Matt Butterman takes a look at influences that helped the present popularity of the 650b wheel. Updated August 9th with Tom Ritchey's contributions to the development of the 650b's use in mountain biking added.To get more news about mtb bike Wheels, you can visit zpebicycle.com official website.
Since first publishing this article, it has come to my attention that I'd left out the efforts of Tom Ritchey in the story of the 650b wheel in mountain biking. I've added this important information to the narrative here, and will address this aspect and the many other contributions of Tom Ritchey to the development of mountain biking in a separate article, to be published shortly -MB Renaissance is a French word meaning rebirth, and yet we most often speak of the Italian Renaissance, at least in terms of art. But over sixty years ago, French bicycle builders, notably the builders known as les constructeurs, adopted and promoted the use of the 650b wheel.

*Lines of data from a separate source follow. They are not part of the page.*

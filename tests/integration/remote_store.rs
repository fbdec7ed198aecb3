//! Integration tests for the synchronizer over a live store server.
//!
//! Starts `taskboard-store` in-process and connects real WebSocket clients:
//! - Writes from one client reach every subscriber as snapshots
//! - Reorders commit atomically and converge across clients
//! - Rejected writes surface as persistence errors
//! - Oversized writes fail fast instead of timing out
//! - Releasing a handle unsubscribes on the server

#![allow(clippy::expect_used, clippy::unwrap_used, clippy::similar_names)]

use std::sync::Arc;
use std::time::{Duration, Instant};

use taskboard::store::remote::{REQUEST_TIMEOUT, WsStore};
use taskboard::store::{BackendType, RemoteStore, StoreError};
use taskboard::sync::{ReorderOutcome, SyncError, SyncEvent, TaskSynchronizer};
use taskboard_proto::collection::SortDirection;
use taskboard_proto::task::{FieldWrite, Task, TaskDraft, TaskId, TaskPatch};
use taskboard_proto::wire::MAX_FRAME_SIZE;
use taskboard_store::server::{self, ServerState};
use taskboard_store::store::DocumentStore;
use tokio::sync::mpsc;

const BOARD: &str = "team";

type Events = mpsc::UnboundedReceiver<SyncEvent>;

/// Start the store server in-process and return a ws:// URL and its state.
async fn start_store() -> (String, Arc<ServerState>, tokio::task::JoinHandle<()>) {
    let state = Arc::new(ServerState::new());
    let (addr, handle) = server::start_server_with_state("127.0.0.1:0", Arc::clone(&state))
        .await
        .expect("failed to start store server");
    (format!("ws://{addr}/ws"), state, handle)
}

/// Start a server with a custom frame limit, seeded with `count` tasks.
async fn start_seeded_store(
    max_frame_size: usize,
    count: u32,
) -> (String, Arc<ServerState>, tokio::task::JoinHandle<()>) {
    let state = Arc::new(ServerState::with_config(
        max_frame_size,
        DocumentStore::new(),
    ));
    for order in 0..count {
        let fields = TaskDraft::new(format!("T{order}"), "alice", "bob")
            .into_fields(u64::from(order), order);
        state.store.create(BOARD, fields).await.unwrap();
    }
    let (addr, handle) = server::start_server_with_state("127.0.0.1:0", Arc::clone(&state))
        .await
        .expect("failed to start store server");
    (format!("ws://{addr}/ws"), state, handle)
}

async fn stored_orders(state: &ServerState) -> Vec<u32> {
    state
        .store
        .snapshot(BOARD, SortDirection::Ascending)
        .await
        .iter()
        .map(|t| t.order)
        .collect()
}

async fn connect(url: &str) -> (TaskSynchronizer<WsStore>, Events) {
    let store = WsStore::connect(url).await.unwrap();
    TaskSynchronizer::new(Arc::new(store), BOARD)
}

async fn next_snapshot(events: &mut Events) -> usize {
    let event = tokio::time::timeout(Duration::from_secs(5), events.recv())
        .await
        .expect("timed out waiting for snapshot")
        .expect("event channel closed");
    match event {
        SyncEvent::Snapshot { tasks, .. } => tasks,
        other => panic!("expected snapshot, got {other:?}"),
    }
}

/// Waits until a snapshot with `count` tasks has been applied.
async fn settle(events: &mut Events, count: usize) {
    while next_snapshot(events).await != count {}
}

fn titles(tasks: &[Task]) -> Vec<String> {
    tasks.iter().map(|t| t.title.clone()).collect()
}

#[tokio::test]
async fn writes_from_one_client_reach_the_other() {
    let (url, _state, _handle) = start_store().await;
    let (alice, mut alice_events) = connect(&url).await;
    let (bob, mut bob_events) = connect(&url).await;

    let _alice_sub = alice.subscribe().await.unwrap();
    let _bob_sub = bob.subscribe().await.unwrap();
    assert_eq!(next_snapshot(&mut alice_events).await, 0);
    assert_eq!(next_snapshot(&mut bob_events).await, 0);
    assert_eq!(alice.backend_type(), BackendType::Remote);

    alice
        .add_task(TaskDraft::new("Plan sprint", "alice", "bob"))
        .await
        .unwrap();
    settle(&mut bob_events, 1).await;
    assert_eq!(titles(&bob.tasks()), ["Plan sprint"]);
    assert_eq!(bob.tasks()[0].order, 0);

    let id = bob.tasks()[0].id.clone();
    bob.toggle_completion(&id).await.unwrap();
    loop {
        next_snapshot(&mut alice_events).await;
        if alice.tasks().first().is_some_and(|t| t.is_completed) {
            break;
        }
    }
    assert_eq!(alice.active_count(), 0);
}

#[tokio::test]
async fn reorder_converges_across_clients() {
    let (url, _state, _handle) = start_store().await;
    let (alice, mut alice_events) = connect(&url).await;
    let (bob, mut bob_events) = connect(&url).await;
    let _alice_sub = alice.subscribe().await.unwrap();
    let _bob_sub = bob.subscribe().await.unwrap();
    next_snapshot(&mut alice_events).await;
    next_snapshot(&mut bob_events).await;

    for title in ["A", "B", "C"] {
        alice
            .add_task(TaskDraft::new(title, "alice", "bob"))
            .await
            .unwrap();
    }
    settle(&mut alice_events, 3).await;
    settle(&mut bob_events, 3).await;
    assert_eq!(titles(&alice.tasks()), ["A", "B", "C"]);

    let tasks = alice.tasks();
    let outcome = alice.reorder(&tasks[0].id, &tasks[2].id).await.unwrap();
    assert_eq!(outcome, ReorderOutcome::Applied { writes: 3 });
    assert_eq!(titles(&alice.tasks()), ["B", "C", "A"]);

    // Bob sees the committed permutation in one snapshot.
    settle(&mut bob_events, 3).await;
    assert_eq!(titles(&bob.tasks()), ["B", "C", "A"]);
    let orders: Vec<u32> = bob.tasks().iter().map(|t| t.order).collect();
    assert_eq!(orders, [0, 1, 2]);
}

#[tokio::test]
async fn rejected_batch_changes_nothing() {
    let (url, _state, _handle) = start_store().await;
    let store = WsStore::connect(&url).await.unwrap();

    let fields = TaskDraft::new("A", "alice", "bob").into_fields(1, 0);
    let id = store.create(BOARD, fields).await.unwrap();

    let writes = vec![
        FieldWrite::new(id.clone(), TaskPatch::order(5)),
        FieldWrite::new(TaskId::new(), TaskPatch::order(0)),
    ];
    let err = store.batch_update(BOARD, writes).await.unwrap_err();
    assert!(matches!(err, StoreError::Rejected(_)));

    let (sync, mut events) = TaskSynchronizer::new(Arc::new(store), BOARD);
    let _sub = sync.subscribe().await.unwrap();
    assert_eq!(next_snapshot(&mut events).await, 1);
    assert_eq!(sync.tasks()[0].order, 0);
}

#[tokio::test]
async fn reorder_of_large_collection_persists() {
    let (url, state, _handle) = start_seeded_store(MAX_FRAME_SIZE, 4_000).await;
    let store = WsStore::connect(&url).await.unwrap();

    let tasks = state.store.snapshot(BOARD, SortDirection::Descending).await;
    let writes = tasks
        .iter()
        .zip(0u32..)
        .map(|(task, order)| FieldWrite::new(task.id.clone(), TaskPatch::order(order)))
        .collect();
    store.batch_update(BOARD, writes).await.unwrap();

    let reordered = state.store.snapshot(BOARD, SortDirection::Ascending).await;
    assert_eq!(reordered.first().unwrap().title, "T3999");
    assert_eq!(reordered.last().unwrap().title, "T0");
}

#[tokio::test]
async fn oversized_reorder_fails_fast_and_drifts() {
    let (url, state, _handle) = start_seeded_store(2_048, 200).await;
    let (sync, mut events) = connect(&url).await;
    let _sub = sync.subscribe().await.unwrap();
    assert_eq!(next_snapshot(&mut events).await, 200);

    let tasks = sync.tasks();
    let started = Instant::now();
    let err = sync
        .reorder(&tasks[0].id, &tasks[199].id)
        .await
        .unwrap_err();
    assert!(started.elapsed() < REQUEST_TIMEOUT / 2);
    assert!(matches!(
        err,
        SyncError::Persistence(StoreError::Rejected(_))
    ));
    assert!(sync.is_drifted());
    assert_eq!(sync.tasks()[199].id, tasks[0].id);
    assert!(matches!(events.recv().await, Some(SyncEvent::Drift { .. })));

    // Nothing was committed; the next snapshot restores the stored order.
    assert_eq!(stored_orders(&state).await, (0..200).collect::<Vec<_>>());
    state.broadcast(BOARD).await;
    assert_eq!(next_snapshot(&mut events).await, 200);
    assert!(!sync.is_drifted());
    assert_eq!(sync.tasks(), tasks);
}

#[tokio::test]
async fn client_frame_limit_keeps_request_off_the_wire() {
    let (url, state, _handle) = start_seeded_store(MAX_FRAME_SIZE, 20).await;
    let store = WsStore::connect(&url).await.unwrap().with_max_frame_size(128);

    let tasks = state.store.snapshot(BOARD, SortDirection::Descending).await;
    let writes = tasks
        .iter()
        .zip(0u32..)
        .map(|(task, order)| FieldWrite::new(task.id.clone(), TaskPatch::order(order)))
        .collect();
    let err = store.batch_update(BOARD, writes).await.unwrap_err();
    assert!(matches!(err, StoreError::Rejected(_)));
    assert_eq!(stored_orders(&state).await, (0..20).collect::<Vec<_>>());
}

#[tokio::test]
async fn rename_of_deleted_task_is_rejected() {
    let (url, _state, _handle) = start_store().await;
    let (sync, mut events) = connect(&url).await;
    let _sub = sync.subscribe().await.unwrap();
    next_snapshot(&mut events).await;

    let id = sync
        .add_task(TaskDraft::new("Gone soon", "alice", "bob"))
        .await
        .unwrap();
    sync.delete_task(&id).await.unwrap();

    let err = sync.rename_task(&id, "Too late").await.unwrap_err();
    assert!(matches!(
        err,
        SyncError::Persistence(StoreError::Rejected(_))
    ));
}

#[tokio::test]
async fn release_unsubscribes_on_server() {
    let (url, state, _handle) = start_store().await;
    let (sync, mut events) = connect(&url).await;

    let sub = sync.subscribe().await.unwrap();
    next_snapshot(&mut events).await;
    assert_eq!(state.listener_count(BOARD).await, 1);

    sub.release();
    let deadline = tokio::time::Instant::now() + Duration::from_secs(5);
    while state.listener_count(BOARD).await > 0 {
        assert!(
            tokio::time::Instant::now() < deadline,
            "server never saw the unsubscribe"
        );
        tokio::time::sleep(Duration::from_millis(10)).await;
    }
}

#[tokio::test]
async fn connect_to_closed_port_fails() {
    let listener = tokio::net::TcpListener::bind("127.0.0.1:0").await.unwrap();
    let addr = listener.local_addr().unwrap();
    drop(listener);

    let result = WsStore::connect(&format!("ws://{addr}/ws")).await;
    assert!(matches!(
        result,
        Err(StoreError::Unavailable(_) | StoreError::Timeout)
    ));
}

Wheel components and tires became widespread throughout Europe for 650bs, although their use was largely confined to randonneuring, touring and utility bikes. So within this historical context, the current proliferation of 650b, or 27.5” mountain bike wheels is not a new trend, but a renaissance. And given the 650b wheel’s national origin, it’s a French renaissance. But how this rebirth happened across the Atlantic is an interesting story with a couple of different angles. Our first one comes to us from American mountain bike pioneer Joe Breeze. Breeze wrote an article about the Velo Cross Club Parisien, a group of young cyclists from the Paris suburbs who engaged in a form of off-road cycling during the early 1950s that had little to do with cyclo-cross, and a lot more to do with mountain biking that emerged in Marin County, California some 25 years later. According to Breeze, in the VCCP, “the spirit, purpose and passion of mountain biking were there.” VCCP members took their 650b-equipped touring/utility bikes and fitted suspension forks from mopeds. Breeze writes, “Frame gusseting, handlebar-mounted derailleur shifting, and improved braking were common to most of these bikes.”
As humans the world over are wont to do with any sort of vehicle, these hybrid machines were put to the test in competitions. The sport was dubbed Velo Cross, and races often took place during breaks in motocross competitions throughout Paris and environs. Like many human achievements, the development of mountain biking was not a linear evolution with all the players working in concert to develop a new sport, but instead a collection of individuals working independently until geographic proximity and sheer happenstance brought them together. Northern California was a nexus for these independent thinkers, and the famous annual Repack downhill race was an occasion that brought these pioneers together and provided the necessary cross-pollination of ideas that eventually produced consensus and the development of a new cycling discipline and a new type of bicycle for it.
Tom Ritchey was one of these Bay Area pioneers. Ritchey had been building all kinds of bikes since the early 1970s, and his use of welded joints, and not lugs, meant that he could experiment with different geometries and wheel sizes more easily than builders who used traditional lugged construction. This penchant for experimentation, combined with a racing pedigree, lead Ritchey toward the use of 650b wheels for off-road bikes early in the 1970s. It was first-hand experience in cyclocross racing, and knowledge of the inherent efficiences of a larger wheel that drew Ritchey to the use of the 650b wheel. "I came from cyclocross, racing 700c cyclocross bikes and riding road bikes off road, and I knew what it was like to ride a road bike off-road and the value of a bigger wheel versus a mountain bike wheel. It's not just that, it's the physics, the scientific advantages of using a larger wheel," said Ritchey.